Tuesday 25th September

Of course William has not been impressed by the hours I have spent exclaiming over sepia-tinted images on the computer screen. In fact he has not been impressed by life in general lately. At the end of last week he was once again obliged to visit the cattery for a couple of days. Although I had been scrupulous not to reveal the travelling basket, bean bag or WalMart blanket in advance of our departure, he had obviously been earwigging and therefore ready with a BAFTA winning performance as the cat who is too ill to go to the cattery. Unfortunately he had pulled this stroke once before so was then obliged to dig even deeper into his thespian repertoire and give an Oscar winning performance as the cat who appears to have died on the way to the cattery. Once at the farm and in the main enclosure for once not the caravan, curiosity, the bane of every feline, got the better of him so he then segued into the re-enactment of a New Testament parable, although not carrying his own bed which was uncomfortably wedged underneath my left arm along with chequebook and vaccination certificates.

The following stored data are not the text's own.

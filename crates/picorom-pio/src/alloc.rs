//! Allocation of decode programs to the limited pool of state-machine units.

/// Number of state-machine blocks on the part.
pub const NUM_BLOCKS: usize = 2;
/// Units per block.
pub const UNITS_PER_BLOCK: usize = 4;

/// A claimed state-machine unit.
#[derive(Debug, Clone, Copy, PartialEq, Eq)]
pub struct Slot {
    pub block: usize,
    pub unit: usize,
}

/// Tracks which state-machine units are claimed.
///
/// Address decoding and mailbox decoding compete for the same pool; a
/// program that cannot claim a unit at boot is simply absent, and features
/// that depend on it report themselves unavailable rather than failing
/// later.
pub struct SlotAllocator {
    claimed: [[bool; UNITS_PER_BLOCK]; NUM_BLOCKS],
}

impl SlotAllocator {
    #[must_use]
    pub fn new() -> Self {
        Self {
            claimed: [[false; UNITS_PER_BLOCK]; NUM_BLOCKS],
        }
    }

    /// Claim the first free unit in the given block.
    pub fn claim(&mut self, block: usize) -> Option<Slot> {
        if block >= NUM_BLOCKS {
            return None;
        }
        for unit in 0..UNITS_PER_BLOCK {
            if !self.claimed[block][unit] {
                self.claimed[block][unit] = true;
                return Some(Slot { block, unit });
            }
        }
        None
    }

    /// Claim a free unit in any block.
    pub fn claim_any(&mut self) -> Option<Slot> {
        (0..NUM_BLOCKS).find_map(|block| self.claim(block))
    }

    pub fn release(&mut self, slot: Slot) {
        if slot.block < NUM_BLOCKS && slot.unit < UNITS_PER_BLOCK {
            self.claimed[slot.block][slot.unit] = false;
        }
    }

    /// Release every unit, as when the program set is rebuilt at boot.
    pub fn reset(&mut self) {
        self.claimed = [[false; UNITS_PER_BLOCK]; NUM_BLOCKS];
    }

    #[must_use]
    pub fn free_units(&self) -> usize {
        self.claimed
            .iter()
            .flatten()
            .filter(|claimed| !**claimed)
            .count()
    }
}

impl Default for SlotAllocator {
    fn default() -> Self {
        Self::new()
    }
}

Arising from my own couch at some unearthly hour on the Saturday morning in order to retrieve him before the till rang up another day's bed and board, I surprised him snogging with the proprietor, Janette, and was therefore hard pushed to make the requisite regretful noises about her imminent retirement. Later in the day I was tempted to make some very uncomplimentary comments about the cleanliness of her establishment when I discovered numerous flea-bite scabs the length and breadth of My (perfidious) Darling's hitherto unsullied tum. To my knowledge, William has never, ever, hosted a parasite of any description and despite intensive combing spraying and the employ of inspection skills honed to perfection on Tim, Dylan, George, and Morris, not to mention repeatedly nit-infested daughters, I was unable to identify, let alone capture, the malefactor. All I can think is that it struck while he was deeply asleep on the over-sized, super luxurious pet bed and overdosed on the plentiful supply of virgin blood to the point of self-immolation. Let's hope so because once it turns its attentions to Brian, the misery of labyrinthitis will be as nothing to the bashing my poor ears will undoubtedly receive. Fleas or no fleas, I'm not frit cos my friend and I have to make the most of our last carefree days together.....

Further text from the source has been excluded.